[Provided records]:
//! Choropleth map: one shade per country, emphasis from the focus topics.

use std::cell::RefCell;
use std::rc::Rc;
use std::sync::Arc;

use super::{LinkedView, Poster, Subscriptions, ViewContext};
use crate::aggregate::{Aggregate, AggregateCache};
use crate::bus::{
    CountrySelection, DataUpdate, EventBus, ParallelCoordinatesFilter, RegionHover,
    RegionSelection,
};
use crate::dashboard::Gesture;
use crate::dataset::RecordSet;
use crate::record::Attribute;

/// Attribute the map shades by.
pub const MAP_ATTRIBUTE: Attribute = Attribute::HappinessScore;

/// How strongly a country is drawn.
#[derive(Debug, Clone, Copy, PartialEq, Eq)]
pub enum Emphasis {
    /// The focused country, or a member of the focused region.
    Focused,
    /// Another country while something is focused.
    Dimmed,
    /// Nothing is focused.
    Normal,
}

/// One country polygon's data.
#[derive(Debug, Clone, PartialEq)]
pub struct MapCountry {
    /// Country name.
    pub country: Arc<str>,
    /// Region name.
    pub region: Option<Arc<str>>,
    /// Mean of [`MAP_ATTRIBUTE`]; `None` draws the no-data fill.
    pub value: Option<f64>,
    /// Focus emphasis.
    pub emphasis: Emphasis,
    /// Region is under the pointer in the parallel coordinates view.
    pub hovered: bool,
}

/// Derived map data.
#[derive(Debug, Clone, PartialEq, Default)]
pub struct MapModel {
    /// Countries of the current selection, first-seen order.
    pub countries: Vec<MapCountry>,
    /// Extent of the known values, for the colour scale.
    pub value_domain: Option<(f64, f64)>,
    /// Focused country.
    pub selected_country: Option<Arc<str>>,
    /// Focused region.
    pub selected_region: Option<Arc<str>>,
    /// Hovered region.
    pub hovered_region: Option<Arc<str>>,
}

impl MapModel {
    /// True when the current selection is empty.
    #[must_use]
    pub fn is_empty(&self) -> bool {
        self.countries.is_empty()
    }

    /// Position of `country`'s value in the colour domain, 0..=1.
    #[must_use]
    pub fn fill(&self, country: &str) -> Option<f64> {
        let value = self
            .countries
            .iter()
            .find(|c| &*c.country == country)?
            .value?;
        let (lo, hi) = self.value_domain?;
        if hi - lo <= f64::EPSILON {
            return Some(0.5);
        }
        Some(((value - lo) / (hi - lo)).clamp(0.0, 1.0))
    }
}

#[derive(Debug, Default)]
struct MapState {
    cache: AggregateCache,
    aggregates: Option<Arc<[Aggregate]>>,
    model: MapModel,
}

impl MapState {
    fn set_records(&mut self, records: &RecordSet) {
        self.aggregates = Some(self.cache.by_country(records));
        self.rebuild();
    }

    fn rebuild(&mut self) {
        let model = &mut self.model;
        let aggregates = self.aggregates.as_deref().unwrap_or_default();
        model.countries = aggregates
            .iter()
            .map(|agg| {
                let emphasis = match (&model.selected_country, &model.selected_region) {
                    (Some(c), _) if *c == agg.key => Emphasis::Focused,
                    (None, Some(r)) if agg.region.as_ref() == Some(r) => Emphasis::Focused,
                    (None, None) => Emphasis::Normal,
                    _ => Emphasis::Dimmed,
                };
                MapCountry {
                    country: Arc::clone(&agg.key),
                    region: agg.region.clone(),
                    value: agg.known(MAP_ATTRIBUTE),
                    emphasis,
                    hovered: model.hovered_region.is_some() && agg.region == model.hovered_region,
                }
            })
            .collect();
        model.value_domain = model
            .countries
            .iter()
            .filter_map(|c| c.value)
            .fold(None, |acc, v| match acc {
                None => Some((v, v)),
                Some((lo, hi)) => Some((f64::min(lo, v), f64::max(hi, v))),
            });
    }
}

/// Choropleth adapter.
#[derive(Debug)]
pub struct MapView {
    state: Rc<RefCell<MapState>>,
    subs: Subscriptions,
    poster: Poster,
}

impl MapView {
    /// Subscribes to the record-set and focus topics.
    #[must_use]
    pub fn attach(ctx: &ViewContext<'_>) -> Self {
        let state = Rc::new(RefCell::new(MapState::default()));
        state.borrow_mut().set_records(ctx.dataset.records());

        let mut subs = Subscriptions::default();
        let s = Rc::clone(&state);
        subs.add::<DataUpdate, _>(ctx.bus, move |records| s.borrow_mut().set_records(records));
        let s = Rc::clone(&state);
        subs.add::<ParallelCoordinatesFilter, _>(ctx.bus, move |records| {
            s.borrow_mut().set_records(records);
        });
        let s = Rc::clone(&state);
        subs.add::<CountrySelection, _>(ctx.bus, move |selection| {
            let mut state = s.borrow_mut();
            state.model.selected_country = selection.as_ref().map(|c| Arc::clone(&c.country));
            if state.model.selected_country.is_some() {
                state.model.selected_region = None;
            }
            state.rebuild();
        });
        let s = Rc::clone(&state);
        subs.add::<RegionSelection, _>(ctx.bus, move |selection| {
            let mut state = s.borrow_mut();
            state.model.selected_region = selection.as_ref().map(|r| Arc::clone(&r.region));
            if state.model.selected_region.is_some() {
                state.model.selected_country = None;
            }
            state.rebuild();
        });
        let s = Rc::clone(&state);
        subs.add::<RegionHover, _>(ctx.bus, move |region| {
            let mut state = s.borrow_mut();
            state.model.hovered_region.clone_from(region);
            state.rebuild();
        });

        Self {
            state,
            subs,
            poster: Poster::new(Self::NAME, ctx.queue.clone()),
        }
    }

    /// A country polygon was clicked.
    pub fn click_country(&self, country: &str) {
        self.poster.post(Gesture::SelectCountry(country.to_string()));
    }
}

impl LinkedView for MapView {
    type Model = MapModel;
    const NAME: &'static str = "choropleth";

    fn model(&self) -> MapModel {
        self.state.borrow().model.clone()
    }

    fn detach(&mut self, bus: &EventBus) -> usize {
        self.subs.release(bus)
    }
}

==

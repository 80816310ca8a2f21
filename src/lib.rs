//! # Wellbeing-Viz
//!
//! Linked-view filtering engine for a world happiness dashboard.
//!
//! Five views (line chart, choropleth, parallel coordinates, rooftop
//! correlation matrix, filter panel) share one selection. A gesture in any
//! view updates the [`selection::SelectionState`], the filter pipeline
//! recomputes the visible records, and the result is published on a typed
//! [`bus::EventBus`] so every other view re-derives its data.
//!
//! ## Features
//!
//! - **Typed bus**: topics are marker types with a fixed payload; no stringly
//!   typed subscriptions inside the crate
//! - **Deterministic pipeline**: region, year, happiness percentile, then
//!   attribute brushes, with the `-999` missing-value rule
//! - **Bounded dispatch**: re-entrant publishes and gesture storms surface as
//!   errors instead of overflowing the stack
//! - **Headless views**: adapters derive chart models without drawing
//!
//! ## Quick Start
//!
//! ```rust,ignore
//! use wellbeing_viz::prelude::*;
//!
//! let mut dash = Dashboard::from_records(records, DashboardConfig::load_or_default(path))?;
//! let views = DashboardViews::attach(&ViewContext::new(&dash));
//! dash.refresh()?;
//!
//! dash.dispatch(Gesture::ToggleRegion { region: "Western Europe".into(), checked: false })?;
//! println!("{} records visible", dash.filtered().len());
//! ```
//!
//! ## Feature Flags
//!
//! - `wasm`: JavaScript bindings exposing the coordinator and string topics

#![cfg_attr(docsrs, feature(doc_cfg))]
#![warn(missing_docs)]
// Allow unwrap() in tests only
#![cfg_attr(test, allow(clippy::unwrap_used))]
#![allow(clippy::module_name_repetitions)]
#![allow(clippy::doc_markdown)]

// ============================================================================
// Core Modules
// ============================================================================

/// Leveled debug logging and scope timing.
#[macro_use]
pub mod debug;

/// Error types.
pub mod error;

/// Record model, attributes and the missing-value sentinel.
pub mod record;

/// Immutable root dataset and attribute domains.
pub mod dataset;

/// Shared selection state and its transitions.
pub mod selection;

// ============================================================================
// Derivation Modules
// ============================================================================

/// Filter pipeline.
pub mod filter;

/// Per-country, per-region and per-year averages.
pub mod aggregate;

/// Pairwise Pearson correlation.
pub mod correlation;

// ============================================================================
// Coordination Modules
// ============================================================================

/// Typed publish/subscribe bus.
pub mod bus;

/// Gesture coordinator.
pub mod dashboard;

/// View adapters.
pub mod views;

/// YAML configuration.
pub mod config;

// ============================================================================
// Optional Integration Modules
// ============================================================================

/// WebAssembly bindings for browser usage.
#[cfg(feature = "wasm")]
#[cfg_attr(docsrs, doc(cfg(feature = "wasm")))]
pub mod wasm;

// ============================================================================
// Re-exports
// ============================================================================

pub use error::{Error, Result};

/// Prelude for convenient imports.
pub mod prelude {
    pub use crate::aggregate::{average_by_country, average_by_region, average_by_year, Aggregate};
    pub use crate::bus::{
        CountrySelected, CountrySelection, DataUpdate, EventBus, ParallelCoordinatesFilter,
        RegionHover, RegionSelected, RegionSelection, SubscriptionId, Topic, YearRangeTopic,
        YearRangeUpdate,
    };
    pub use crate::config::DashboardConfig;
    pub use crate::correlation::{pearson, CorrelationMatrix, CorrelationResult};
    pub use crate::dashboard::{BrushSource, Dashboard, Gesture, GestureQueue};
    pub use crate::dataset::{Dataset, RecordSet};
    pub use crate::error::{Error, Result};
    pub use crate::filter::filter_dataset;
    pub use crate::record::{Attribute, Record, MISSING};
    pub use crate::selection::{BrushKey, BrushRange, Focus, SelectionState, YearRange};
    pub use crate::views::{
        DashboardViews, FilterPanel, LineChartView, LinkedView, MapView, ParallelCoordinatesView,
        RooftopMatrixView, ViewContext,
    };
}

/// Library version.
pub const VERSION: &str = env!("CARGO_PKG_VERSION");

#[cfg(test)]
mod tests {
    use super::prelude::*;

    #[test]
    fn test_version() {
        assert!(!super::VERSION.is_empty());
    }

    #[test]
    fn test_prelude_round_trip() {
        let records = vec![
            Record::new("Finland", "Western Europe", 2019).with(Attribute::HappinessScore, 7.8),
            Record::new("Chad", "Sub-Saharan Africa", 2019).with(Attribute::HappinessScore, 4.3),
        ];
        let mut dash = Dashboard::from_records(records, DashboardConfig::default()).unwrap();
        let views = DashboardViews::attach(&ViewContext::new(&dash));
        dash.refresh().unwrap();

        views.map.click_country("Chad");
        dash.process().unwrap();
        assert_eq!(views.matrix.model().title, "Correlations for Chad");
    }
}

---

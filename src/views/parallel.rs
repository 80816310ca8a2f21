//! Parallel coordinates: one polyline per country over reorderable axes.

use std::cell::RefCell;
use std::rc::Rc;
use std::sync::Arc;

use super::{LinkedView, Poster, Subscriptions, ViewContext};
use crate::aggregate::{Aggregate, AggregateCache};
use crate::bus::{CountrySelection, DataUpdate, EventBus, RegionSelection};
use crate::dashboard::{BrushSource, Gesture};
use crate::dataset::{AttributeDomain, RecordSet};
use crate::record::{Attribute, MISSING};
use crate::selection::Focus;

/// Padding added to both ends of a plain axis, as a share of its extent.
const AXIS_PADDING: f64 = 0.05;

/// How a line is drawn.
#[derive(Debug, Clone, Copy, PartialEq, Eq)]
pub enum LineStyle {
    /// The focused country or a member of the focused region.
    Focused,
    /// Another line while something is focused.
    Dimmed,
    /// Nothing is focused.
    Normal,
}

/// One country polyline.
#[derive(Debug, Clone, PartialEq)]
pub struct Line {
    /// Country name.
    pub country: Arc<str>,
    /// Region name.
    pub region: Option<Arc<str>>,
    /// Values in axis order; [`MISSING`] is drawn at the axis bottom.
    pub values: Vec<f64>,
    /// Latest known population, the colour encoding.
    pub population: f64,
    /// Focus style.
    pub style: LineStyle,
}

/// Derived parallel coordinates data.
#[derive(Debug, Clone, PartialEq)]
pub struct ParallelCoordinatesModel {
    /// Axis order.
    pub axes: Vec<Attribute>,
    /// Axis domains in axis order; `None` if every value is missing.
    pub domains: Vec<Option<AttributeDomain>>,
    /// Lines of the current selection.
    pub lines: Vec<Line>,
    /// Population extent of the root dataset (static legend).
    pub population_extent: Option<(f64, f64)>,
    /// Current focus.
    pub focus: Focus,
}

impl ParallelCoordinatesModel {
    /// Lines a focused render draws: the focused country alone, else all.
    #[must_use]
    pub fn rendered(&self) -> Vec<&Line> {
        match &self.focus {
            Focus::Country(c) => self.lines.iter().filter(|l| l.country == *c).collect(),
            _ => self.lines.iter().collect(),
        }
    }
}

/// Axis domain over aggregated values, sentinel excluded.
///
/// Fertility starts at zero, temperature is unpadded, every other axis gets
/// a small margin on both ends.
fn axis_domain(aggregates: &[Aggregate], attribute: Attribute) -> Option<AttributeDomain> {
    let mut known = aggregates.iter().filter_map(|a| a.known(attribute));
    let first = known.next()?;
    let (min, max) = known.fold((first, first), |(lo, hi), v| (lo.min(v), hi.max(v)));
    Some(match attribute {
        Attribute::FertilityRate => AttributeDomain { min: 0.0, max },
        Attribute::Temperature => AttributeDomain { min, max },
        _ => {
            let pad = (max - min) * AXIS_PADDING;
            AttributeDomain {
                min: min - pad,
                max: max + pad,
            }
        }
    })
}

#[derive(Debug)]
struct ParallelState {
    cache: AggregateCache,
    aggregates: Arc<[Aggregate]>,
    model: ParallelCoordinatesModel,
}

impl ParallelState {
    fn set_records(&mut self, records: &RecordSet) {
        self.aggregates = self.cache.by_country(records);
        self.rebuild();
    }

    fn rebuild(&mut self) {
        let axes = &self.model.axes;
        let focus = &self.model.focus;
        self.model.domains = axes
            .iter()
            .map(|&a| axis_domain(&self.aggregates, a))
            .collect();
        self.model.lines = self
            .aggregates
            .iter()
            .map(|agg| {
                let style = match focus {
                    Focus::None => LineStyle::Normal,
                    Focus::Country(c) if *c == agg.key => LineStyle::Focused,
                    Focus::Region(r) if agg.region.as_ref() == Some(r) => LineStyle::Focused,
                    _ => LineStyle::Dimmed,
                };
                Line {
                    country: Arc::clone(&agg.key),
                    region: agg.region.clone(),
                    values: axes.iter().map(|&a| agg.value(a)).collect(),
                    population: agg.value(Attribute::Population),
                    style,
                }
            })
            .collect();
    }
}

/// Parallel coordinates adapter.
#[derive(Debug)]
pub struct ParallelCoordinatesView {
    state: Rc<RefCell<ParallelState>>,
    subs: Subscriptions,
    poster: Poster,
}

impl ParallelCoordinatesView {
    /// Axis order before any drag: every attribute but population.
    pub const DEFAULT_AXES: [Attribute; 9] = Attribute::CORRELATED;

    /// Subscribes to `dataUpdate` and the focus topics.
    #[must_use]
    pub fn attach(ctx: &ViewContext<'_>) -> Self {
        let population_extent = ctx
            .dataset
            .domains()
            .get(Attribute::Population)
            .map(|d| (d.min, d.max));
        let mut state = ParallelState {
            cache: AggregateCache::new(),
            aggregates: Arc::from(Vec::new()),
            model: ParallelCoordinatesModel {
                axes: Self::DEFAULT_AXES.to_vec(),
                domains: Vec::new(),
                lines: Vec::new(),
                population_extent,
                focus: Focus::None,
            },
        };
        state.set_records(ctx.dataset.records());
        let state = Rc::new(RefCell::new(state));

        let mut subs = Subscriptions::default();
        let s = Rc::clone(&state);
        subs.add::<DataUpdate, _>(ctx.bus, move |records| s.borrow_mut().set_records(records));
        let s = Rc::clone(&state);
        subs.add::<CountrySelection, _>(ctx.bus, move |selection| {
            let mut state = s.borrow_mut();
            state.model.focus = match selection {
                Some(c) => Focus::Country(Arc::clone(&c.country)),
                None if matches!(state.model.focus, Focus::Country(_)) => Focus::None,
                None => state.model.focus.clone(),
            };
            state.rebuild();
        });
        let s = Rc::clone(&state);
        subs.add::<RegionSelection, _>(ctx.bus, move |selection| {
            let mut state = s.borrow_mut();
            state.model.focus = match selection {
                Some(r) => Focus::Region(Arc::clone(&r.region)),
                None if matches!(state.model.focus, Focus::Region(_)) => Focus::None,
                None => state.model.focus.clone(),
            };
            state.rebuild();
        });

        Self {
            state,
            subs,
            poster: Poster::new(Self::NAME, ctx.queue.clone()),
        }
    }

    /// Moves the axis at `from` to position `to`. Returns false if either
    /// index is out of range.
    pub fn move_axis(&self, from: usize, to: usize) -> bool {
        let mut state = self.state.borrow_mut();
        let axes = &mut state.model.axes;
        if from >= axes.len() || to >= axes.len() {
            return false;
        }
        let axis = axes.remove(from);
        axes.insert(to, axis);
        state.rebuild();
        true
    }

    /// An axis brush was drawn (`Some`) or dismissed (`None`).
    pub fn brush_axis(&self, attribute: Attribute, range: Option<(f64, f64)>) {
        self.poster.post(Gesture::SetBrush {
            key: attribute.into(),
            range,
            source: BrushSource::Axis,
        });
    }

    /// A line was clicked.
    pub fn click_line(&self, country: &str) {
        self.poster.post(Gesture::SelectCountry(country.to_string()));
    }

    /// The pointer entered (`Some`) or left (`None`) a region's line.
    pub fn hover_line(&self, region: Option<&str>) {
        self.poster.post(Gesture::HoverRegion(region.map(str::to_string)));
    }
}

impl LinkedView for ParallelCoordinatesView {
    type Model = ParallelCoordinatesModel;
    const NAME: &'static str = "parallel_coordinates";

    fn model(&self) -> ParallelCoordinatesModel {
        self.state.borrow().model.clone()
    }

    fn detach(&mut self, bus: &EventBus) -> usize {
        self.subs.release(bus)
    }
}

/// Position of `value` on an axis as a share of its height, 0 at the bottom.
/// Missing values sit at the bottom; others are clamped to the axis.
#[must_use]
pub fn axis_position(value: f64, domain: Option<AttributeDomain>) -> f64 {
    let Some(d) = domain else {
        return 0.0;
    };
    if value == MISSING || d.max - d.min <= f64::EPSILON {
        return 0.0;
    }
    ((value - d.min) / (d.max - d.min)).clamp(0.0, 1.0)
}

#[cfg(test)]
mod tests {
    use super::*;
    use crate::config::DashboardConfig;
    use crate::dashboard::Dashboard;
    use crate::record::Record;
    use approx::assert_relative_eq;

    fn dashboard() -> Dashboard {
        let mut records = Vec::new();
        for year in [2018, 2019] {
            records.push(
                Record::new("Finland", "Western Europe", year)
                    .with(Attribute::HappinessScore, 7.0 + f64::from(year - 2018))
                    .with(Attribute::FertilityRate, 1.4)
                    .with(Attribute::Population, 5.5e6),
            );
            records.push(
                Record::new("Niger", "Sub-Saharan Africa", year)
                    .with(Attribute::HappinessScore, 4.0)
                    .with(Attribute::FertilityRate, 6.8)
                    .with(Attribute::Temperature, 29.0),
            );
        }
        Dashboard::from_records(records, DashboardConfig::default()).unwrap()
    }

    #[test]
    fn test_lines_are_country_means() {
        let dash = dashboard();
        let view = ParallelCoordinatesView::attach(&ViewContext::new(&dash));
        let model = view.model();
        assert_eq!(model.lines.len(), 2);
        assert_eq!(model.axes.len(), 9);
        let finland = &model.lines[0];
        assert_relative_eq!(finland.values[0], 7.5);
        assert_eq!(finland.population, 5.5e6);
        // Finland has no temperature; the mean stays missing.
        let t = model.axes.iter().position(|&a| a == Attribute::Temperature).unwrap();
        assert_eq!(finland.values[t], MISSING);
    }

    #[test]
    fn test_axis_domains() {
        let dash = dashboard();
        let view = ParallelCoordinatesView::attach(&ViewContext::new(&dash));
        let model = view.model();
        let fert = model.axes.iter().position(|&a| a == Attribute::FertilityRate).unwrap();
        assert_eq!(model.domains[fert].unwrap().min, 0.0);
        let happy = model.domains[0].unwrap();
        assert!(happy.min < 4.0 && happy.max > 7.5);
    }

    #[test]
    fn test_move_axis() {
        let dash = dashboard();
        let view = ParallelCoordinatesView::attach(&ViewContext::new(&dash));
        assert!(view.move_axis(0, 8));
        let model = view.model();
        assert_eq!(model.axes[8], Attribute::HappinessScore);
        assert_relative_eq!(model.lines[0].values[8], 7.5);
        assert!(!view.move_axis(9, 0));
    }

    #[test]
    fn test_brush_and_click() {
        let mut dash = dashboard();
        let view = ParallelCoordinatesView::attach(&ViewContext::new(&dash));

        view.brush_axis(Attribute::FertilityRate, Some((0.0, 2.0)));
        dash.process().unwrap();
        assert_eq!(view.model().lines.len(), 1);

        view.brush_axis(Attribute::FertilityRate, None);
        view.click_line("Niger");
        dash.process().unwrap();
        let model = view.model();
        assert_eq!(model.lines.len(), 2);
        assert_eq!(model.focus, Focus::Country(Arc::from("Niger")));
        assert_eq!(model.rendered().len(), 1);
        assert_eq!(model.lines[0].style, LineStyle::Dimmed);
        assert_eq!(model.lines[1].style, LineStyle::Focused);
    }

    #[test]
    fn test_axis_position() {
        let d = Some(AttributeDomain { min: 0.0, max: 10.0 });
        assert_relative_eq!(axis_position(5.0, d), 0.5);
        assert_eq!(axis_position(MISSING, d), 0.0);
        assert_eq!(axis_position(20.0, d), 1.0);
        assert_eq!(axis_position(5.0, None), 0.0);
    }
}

[Instructions for the task]: Lines with "RegionSelection": find them in the data and copy each one.

[Answer area]:
    RegionSelection,
        subs.add::<RegionSelection, _>(ctx.bus, move |selection| {
        RegionHover, RegionSelected, RegionSelection, SubscriptionId, Topic, YearRangeTopic,
use crate::bus::{CountrySelection, DataUpdate, EventBus, RegionSelection};
        subs.add::<RegionSelection, _>(ctx.bus, move |selection| {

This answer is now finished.